#### Exercise:
Using the entries below, copy out all lines where "index" is found.

#### Material for the task:
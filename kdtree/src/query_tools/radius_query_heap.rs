/*
* Licensed to Elasticsearch B.V. under one or more contributor
* license agreements. See the NOTICE file distributed with
* this work for additional information regarding copyright
* ownership. Elasticsearch B.V. licenses this file to you under
* the Apache License, Version 2.0 (the "License"); you may
* not use this file except in compliance with the License.
* You may obtain a copy of the License at
*
*  http://www.apache.org/licenses/LICENSE-2.0
*
* Unless required by applicable law or agreed to in writing,
* software distributed under the License is distributed on an
* "AS IS" BASIS, WITHOUT WARRANTIES OR CONDITIONS OF ANY
* KIND, either express or implied.  See the License for the
* specific language governing permissions and limitations
* under the License.
*/

//! The unbounded candidate set for radius queries.

use super::query_items::QuerySingleton;
use super::CandidateHeap;
use std::collections::BinaryHeap;

/// Whether a pattern at exactly the maximum distance belongs to the result.
#[derive(Debug, Copy, Clone, PartialEq, Eq)]
pub enum RadiusBound {
    /// Only patterns strictly closer than the maximum distance are returned.
    Exclusive,
    /// Patterns at the maximum distance are returned as well.
    Inclusive,
}

impl Default for RadiusBound {
    fn default() -> RadiusBound {
        RadiusBound::Exclusive
    }
}

/// Keeps every pattern inside the radius. The heap is seeded with a border at the squared radius, which fixes the
/// pruning distance for the whole query. The border carries no pattern and never shows up in the output.
#[derive(Debug)]
pub struct RadiusQueryHeap {
    dist_heap: BinaryHeap<QuerySingleton>,
    border: f64,
    bound: RadiusBound,
}

impl CandidateHeap for RadiusQueryHeap {
    fn max_dist(&self) -> f64 {
        self.border
    }

    fn push_candidate(&mut self, index: usize, dist: f64) {
        let inside = match self.bound {
            RadiusBound::Exclusive => dist < self.border,
            RadiusBound::Inclusive => dist <= self.border,
        };
        if inside {
            self.dist_heap.push(QuerySingleton::new(index, dist));
        }
    }

    fn unpack(self) -> Vec<QuerySingleton> {
        self.dist_heap.into_sorted_vec()
    }
}

impl RadiusQueryHeap {
    /// Creates a heap for all patterns within `max_distance` (not squared) of the query.
    /// A negative or NaN radius produces a heap that accepts nothing.
    pub fn new(max_distance: f64, bound: RadiusBound) -> RadiusQueryHeap {
        let border = if max_distance >= 0.0 {
            max_distance * max_distance
        } else {
            f64::NEG_INFINITY
        };
        RadiusQueryHeap {
            dist_heap: BinaryHeap::new(),
            border,
            bound,
        }
    }

    /// The number of candidates currently held
    pub fn len(&self) -> usize {
        self.dist_heap.len()
    }

    /// True if nothing has been kept yet
    pub fn is_empty(&self) -> bool {
        self.dist_heap.is_empty()
    }
}

#[cfg(test)]
mod tests {
    use super::*;

    #[test]
    fn exclusive_border() {
        let mut heap = RadiusQueryHeap::new(3.0, RadiusBound::Exclusive);
        assert_eq!(heap.max_dist(), 9.0);
        for (i, d) in [(0, 1.0), (1, 4.0), (2, 9.0), (3, 16.0)].iter() {
            heap.push_candidate(*i, *d);
        }
        let kept: Vec<usize> = heap.unpack().iter().map(|s| s.index()).collect();
        assert_eq!(kept, vec![0, 1]);
    }

    #[test]
    fn inclusive_border() {
        let mut heap = RadiusQueryHeap::new(3.0, RadiusBound::Inclusive);
        for (i, d) in [(3, 16.0), (2, 9.0), (0, 1.0)].iter() {
            heap.push_candidate(*i, *d);
        }
        let kept: Vec<usize> = heap.unpack().iter().map(|s| s.index()).collect();
        assert_eq!(kept, vec![0, 2]);
    }

    #[test]
    fn negative_radius_is_empty() {
        let mut heap = RadiusQueryHeap::new(-1.0, RadiusBound::Inclusive);
        heap.push_candidate(0, 0.0);
        assert!(heap.is_empty());
        let mut heap = RadiusQueryHeap::new(f64::NAN, RadiusBound::Exclusive);
        heap.push_candidate(0, 0.0);
        assert!(heap.is_empty());
    }
}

#### Solution for this problem:
    fn push_candidate(&mut self, index: usize, dist: f64) {
            self.dist_heap.push(QuerySingleton::new(index, dist));
        let kept: Vec<usize> = heap.unpack().iter().map(|s| s.index()).collect();
        let kept: Vec<usize> = heap.unpack().iter().map(|s| s.index()).collect();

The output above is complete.